Pirates have finished developing the typing software. He called Cathyto test his typing software. She is good at thinking. After testing for several days, she finds that if she types a string by some ways,she will type the key at least. But she has a bad habit that if the caps lock is on, she must turn off it, after she finishes typing.
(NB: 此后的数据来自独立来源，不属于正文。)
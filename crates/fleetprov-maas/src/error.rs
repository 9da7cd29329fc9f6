//! MAAS backend error types

use thiserror::Error;

#[derive(Error, Debug)]
pub enum MaasError {
    #[error("maas CLI command failed: {0}")]
    CommandFailed(#[from] fleetprov_provider::CommandError),

    #[error("cannot get supported architectures: {0}")]
    Architectures(String),

    #[error("no machine matched the allocation request")]
    NoMatchingMachine,

    #[error("JSON parse error: {0}")]
    JsonError(#[from] serde_json::Error),

    #[error("provisioning error: {0}")]
    Provision(#[from] fleetprov_provider::ProvisionError),
}

pub type Result<T> = std::result::Result<T, MaasError>;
Now she wants to know the smallest times of typing the key to finish typing a string.
Input
The first line is an integer t (t<=100), which is the number of test
case in the input file. For each test case, there is only one string
which consists of lowercase letter and upper case letter. The length
of the string is at most 100.
Output
For each test case, you must output the smallest times of typing the
key to finish typing this string.
Sample Input
3
Pirates
HDUacm
HDUACM
Sample Output
8
8
8
Hint
The string “Pirates”, can type this way, Shift, p, i, r, a, t, e, s, the answer is 8. The string “HDUacm”, can type this way, Caps lock, h,d, u, Caps lock, a, c, m, the answer is 8 The string “HDUACM”, can type this way Caps lock h, d, u, a, c, m, Caps lock, the answer is 8
AC代码
#include <iostream>
#include <cstdio>
#include <algorithm>
#include <string.h>
#include <cmath>
#include <string>
using namespace std;
int main()
{
string a;
int i,j,n,t,dpon[1001],dpoff[1001];
cin>>t;
while(t--){
cin>>a;
memset(dpon,0,sizeof(dpon));
memset(dpoff,0,sizeof(dpoff));
int ans=0;
dpon[0]=1;
n=a.size();
ans+=n;
for(i=0;i<n;i++){
if(a[i]<='Z'&&a[i]>='A'){
dpon[i+1]=min(dpon[i]+1,dpoff[i]+2);
dpoff[i+1]=min(dpon[i]+2,dpoff[i]+2);
}
else{
dpon[i+1]=min(dpon[i]+2,dpoff[i]+2);
dpoff[i+1]=min(dpon[i]+2,dpoff[i]+1);
}
}
dpon[n]++;
printf("%d\n",min(dpon[n],dpoff[n]));
}
return 0;
}
核心部分
for(i=0;i<n;i++){
if(a[i]<='Z'&&a[i]>='A'){
dpon[i+1]=min(dpon[i]+1,dpoff[i]+2);//因为是大写,两种方式,一种是已经caps,所以只需在其基础上+1,二是小写,shift+1
dpoff[i+1]=min(dpon[i]+2,dpoff[i]+2);//小写锁可选择shift+1或者开启大写+1
}
else{
dpon[i+1]=min(dpon[i]+2,dpoff[i]+2);//道理同上
dpoff[i+1]=min(dpon[i]+2,dpoff[i]+1);
}
}
刚开始接触dp,这道应该算是简单的例题吧(大佬如是说)、、、